Il s'étonne que des âmes s'attendrissent en présence d'une grande douleur. Il s'étonne que malgré Sedan, malgré la perte de l'Alsace-Lorraine, la dynastie sinistre, comme il l'appelle, ait des partisans à Nouméa. Et pourquoi pas, s'il vous plait ? Elle en a bien en France et d'assez puissants pour faire nommer un député bonapartiste, M. Godelle, à Paris, dans le huitième arrondissement, Paul de Cassagnac, pour la troisième fois, dans le Gers, et le citoyen Blanqui, à Bordeaux.

La mort soudaine et si imprévue du prince impérial touche peu M. Bouillaud, ce citoyen comme on l'était à Sparte.

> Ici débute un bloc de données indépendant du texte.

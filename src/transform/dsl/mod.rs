//! DSL (Domain Specific Language) for CSV to record transformation
//!
//! This module provides:
//! - `rules`: Declarative mapping rules (what users write)
//! - `format`: Placeholder substitution, filters and case normalization
//! - `construct`: Typed value construction from formatted strings
//! - `executor`: Compile rule sets and run them row by row
//!
//! ## Usage Flow
//!
//! ```text
//! CSV → CsvSource rows → RuleSet → RecordTransformer → typed records
//! ```
//!
//! ## Example
//!
//! ```rust,ignore
//! use rowcast::dsl::{example_rules, RecordTransformer};
//! use rowcast::models::Order;
//!
//! // 1. Compile the rule set
//! let engine = RecordTransformer::<Order>::new(&example_rules())?;
//!
//! // 2. Run each row
//! let row = vec!["1000".into(), "2018".into(), "1".into(), "1".into(),
//!                "P-10001".into(), "ARUGoLA".into(), "5,250.50".into()];
//! let order = engine.transform_row(&row)?;
//! ```

pub mod construct;
pub mod executor;
pub mod format;
pub mod rules;
pub mod value;

// Re-exports for convenience
pub use construct::{ConstructorRegistry, Factory, DATE_TYPE};
pub use executor::RecordTransformer;
pub use format::{format, proper_case};
pub use rules::{example_rules, CaseMode, Rule, RuleSet, ValueSpec};
pub use value::{FieldKind, FieldValue, Row, TargetRecord};
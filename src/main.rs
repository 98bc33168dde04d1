//! Rowcast CLI - Transform CSV files into typed records
//!
//! # Main Commands
//!
//! ```bash
//! rowcast transform orders.csv --rules rules.json   # CSV to orders JSON
//! rowcast check rules.json                          # Compile a rule set
//! ```
//!
//! # Debug Commands (for development)
//!
//! ```bash
//! rowcast parse orders.csv          # Just parse CSV to row arrays
//! rowcast example-rules             # Show the standard orders rule set
//! ```

use clap::{Parser, Subcommand};
use rowcast::{
    decode_content, detect_delimiter, detect_encoding, read_rows, transform_file, CsvError, Order,
    RecordTransformer, RuleSet, TransformOptions,
};
use std::fs;
use std::path::{Path, PathBuf};

#[derive(Parser)]
#[command(name = "rowcast")]
#[command(about = "Transform CSV rows into typed records with a JSON rule set", long_about = None)]
struct Cli {
    #[command(subcommand)]
    command: Commands,
}

#[derive(Subcommand)]
enum Commands {
    /// Parse a CSV file and output rows as JSON arrays
    Parse {
        /// Input CSV file
        input: PathBuf,

        /// CSV delimiter, ASCII only (auto-detect if not specified)
        #[arg(short, long)]
        delimiter: Option<char>,

        /// Output file (default: stdout)
        #[arg(short, long)]
        output: Option<PathBuf>,
    },

    /// Full pipeline: CSV + rule set to orders JSON
    Transform {
        /// Input CSV file
        input: PathBuf,

        /// Rule set JSON file
        #[arg(short, long)]
        rules: PathBuf,

        /// Output file (default: stdout)
        #[arg(short, long)]
        output: Option<PathBuf>,

        /// Transform rows on the rayon thread pool
        #[arg(long)]
        parallel: bool,

        /// Cap on failure reports shown (default: 10)
        #[arg(long, default_value = "10")]
        max_failures: usize,
    },

    /// Load and compile a rule set without transforming anything
    Check {
        /// Rule set JSON file
        rules: PathBuf,
    },

    /// Show the standard orders rule set
    ExampleRules,
}

fn main() {
    env_logger::init();

    let cli = Cli::parse();

    let result = match cli.command {
        Commands::Parse {
            input,
            delimiter,
            output,
        } => cmd_parse(&input, delimiter, output.as_deref()),

        Commands::Transform {
            input,
            rules,
            output,
            parallel,
            max_failures,
        } => cmd_transform(&input, &rules, output.as_deref(), parallel, max_failures),

        Commands::Check { rules } => cmd_check(&rules),

        Commands::ExampleRules => cmd_example_rules(),
    };

    if let Err(e) = result {
        eprintln!("❌ Error: {}", e);
        std::process::exit(1);
    }
}

fn cmd_parse(
    input: &Path,
    delimiter: Option<char>,
    output: Option<&Path>,
) -> Result<(), Box<dyn std::error::Error>> {
    eprintln!("📄 Parsing CSV: {}", input.display());

    let bytes = fs::read(input)?;
    if bytes.is_empty() {
        return Err(CsvError::EmptyFile.into());
    }

    let encoding = detect_encoding(&bytes);
    let content = decode_content(&bytes, &encoding)?;
    let used_delimiter = delimiter.unwrap_or_else(|| detect_delimiter(&content));
    let rows = read_rows(&content, used_delimiter)?;

    eprintln!("   Encoding: {}", encoding);
    eprintln!(
        "   Delimiter: '{}'{}",
        format_delimiter(used_delimiter),
        if delimiter.is_none() {
            " (auto-detected)"
        } else {
            ""
        }
    );
    eprintln!("✅ Parsed {} rows", rows.len());

    let json = serde_json::to_string_pretty(&rows)?;
    write_output(&json, output)?;

    Ok(())
}

fn cmd_transform(
    input: &Path,
    rules_path: &Path,
    output: Option<&Path>,
    parallel: bool,
    max_failures: usize,
) -> Result<(), Box<dyn std::error::Error>> {
    eprintln!("📄 Processing: {}", input.display());

    let options = TransformOptions {
        parallel,
        max_failures,
    };

    let outcome = transform_file(input, rules_path, &options)?;

    eprintln!("   Encoding: {}", outcome.csv_info.encoding);
    eprintln!(
        "   Delimiter: '{}'",
        format_delimiter(outcome.csv_info.delimiter)
    );
    eprintln!("   Rows: {}", outcome.csv_info.row_count);

    eprintln!("\n⚙️  Built {} orders", outcome.orders.len());

    if outcome.failure_count > 0 {
        eprintln!("\n⚠️  {} field(s) could not be built:", outcome.failure_count);
        for failure in &outcome.failures {
            eprintln!("   - {}", failure);
        }
        let shown = outcome.failures.len();
        if outcome.failure_count > shown {
            eprintln!("   ... and {} more", outcome.failure_count - shown);
        }
    }

    let json = serde_json::to_string_pretty(&outcome.orders)?;
    write_output(&json, output)?;

    eprintln!("\n✨ Done!");
    Ok(())
}

fn cmd_check(rules_path: &Path) -> Result<(), Box<dyn std::error::Error>> {
    eprintln!("✔️  Checking rules: {}", rules_path.display());

    let rules = RuleSet::from_file(rules_path)?;
    RecordTransformer::<Order>::new(&rules)?;

    eprintln!("✅ {} rule(s) compile:", rules.transforms.len());
    for rule in &rules.transforms {
        eprintln!(
            "   {} → {} ({})",
            rule.value.template, rule.field, rule.value.name
        );
    }

    Ok(())
}

fn cmd_example_rules() -> Result<(), Box<dyn std::error::Error>> {
    let rules = rowcast::example_rules();
    println!("{}", rules.to_json()?);
    Ok(())
}

fn format_delimiter(d: char) -> String {
    match d {
        '\t' => "\\t".to_string(),
        c => c.to_string(),
    }
}

fn write_output(content: &str, path: Option<&Path>) -> Result<(), Box<dyn std::error::Error>> {
    match path {
        Some(p) => {
            fs::write(p, content)?;
            eprintln!("💾 Output written to: {}", p.display());
        }
        None => {
            println!("{}", content);
        }
    }
    Ok(())
}
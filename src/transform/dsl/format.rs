//! Template formatting: placeholder substitution, deletion filters, case.
//!
//! Pure string pipeline, no side effects. Each step is exposed on its own;
//! [`format`] composes them in the order the engine applies them.

use once_cell::sync::Lazy;
use regex::Regex;

use super::rules::CaseMode;
use crate::error::{RowError, RowResult};

/// Matches `{i}` placeholders, `i` a zero-based column index.
static PLACEHOLDER: Lazy<Regex> = Lazy::new(|| Regex::new(r"\{(\d+)\}").unwrap());

/// Full formatting pipeline: substitute placeholders, delete filter
/// matches, normalize case.
pub fn format(
    template: &str,
    filters: &[Regex],
    case: CaseMode,
    row: &[String],
) -> RowResult<String> {
    let substituted = substitute(template, row)?;
    let filtered = apply_filters(&substituted, filters);
    Ok(apply_case(&filtered, case))
}

/// Substitute `{i}` placeholders with row cells.
///
/// Every occurrence of a placeholder is replaced with the same cell value.
/// An index past the end of the row aborts this rule with
/// [`RowError::ColumnOutOfRange`]; a template with no placeholders passes
/// through unchanged.
pub fn substitute(template: &str, row: &[String]) -> RowResult<String> {
    let mut result = template.to_string();

    for caps in PLACEHOLDER.captures_iter(template) {
        let placeholder = &caps[0];
        let index = caps[1].parse::<usize>().unwrap_or(usize::MAX);

        match row.get(index) {
            Some(cell) => result = result.replace(placeholder, cell),
            None => {
                return Err(RowError::ColumnOutOfRange {
                    index,
                    width: row.len(),
                })
            }
        }
    }

    Ok(result)
}

/// Delete every match of each filter, in listed order.
///
/// A filter that matches nothing is a no-op.
pub fn apply_filters(input: &str, filters: &[Regex]) -> String {
    let mut result = input.to_string();
    for filter in filters {
        result = filter.replace_all(&result, "").into_owned();
    }
    result
}

/// Apply case normalization.
pub fn apply_case(input: &str, case: CaseMode) -> String {
    match case {
        CaseMode::None => input.to_string(),
        CaseMode::Proper => proper_case(input),
    }
}

/// First character uppercased, remainder lowercased. No-op on empty input.
pub fn proper_case(input: &str) -> String {
    let mut chars = input.chars();
    match chars.next() {
        None => String::new(),
        Some(first) => first
            .to_uppercase()
            .chain(chars.flat_map(|c| c.to_lowercase()))
            .collect(),
    }
}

Exprimer sa douleur en prenant part à celle d'une Auguste Mère, y associer les prières de l'Église, l'exprimer encore par un crêpe au bras, par une fleur à la boutonnière, sont autant d'actes séditieux qu'il dénonce républicainement à l'autorité. Élevant son despotisme à la hauteur de celui de Louis XIV qui disait : l'État c'est moi, M. Bouillaud semblé affirmer, par son étrange conduite, que le Journal la Nouvelle-Calédonie est lui, uniquement lui. Ainsi la rédaction, les caractères, le papier, l'encre, les actions et les statuts feraient partie de sa puissante personnalité, car, de sa propre autorité, il refuse d'y insérer, à prix d'argent, une simple annonce, sous le prétexte qu'elle est entachée d'un caractère séditieux, mais en réalité parce qu'elle déplait à son vieux républicanisme d'ex-fonctionnaire à poigne de l'ex-empire. Nous verrons si les actionnaires de la Nouvelle-Calédoniepartageront, sur ce point, les allures tranchantes et l'intolérance tyrannique de leur directeur-gérant.

…………………………………………..

 

HIGGINSON - PELLETIER - DE GIMEL - DESJARDINS

 

Nous avons bien voulu insérer la lettre ci-dessus malgré son ton agressif à notre égard, et quoique les signataires n'aient pas été désignés dans notre article du 9. Nous avons dit notre pensée au sujet d'une mort récente ; nous aurons encore à développer cette pensée quant aux conséquences de cette mort ; nous nous proposons d'y revenir en répondant à cette apologie faite du gouvernement tombé à Sedan, dans un journal qui sera républicain tant que nous aurons l'honneur de le diriger.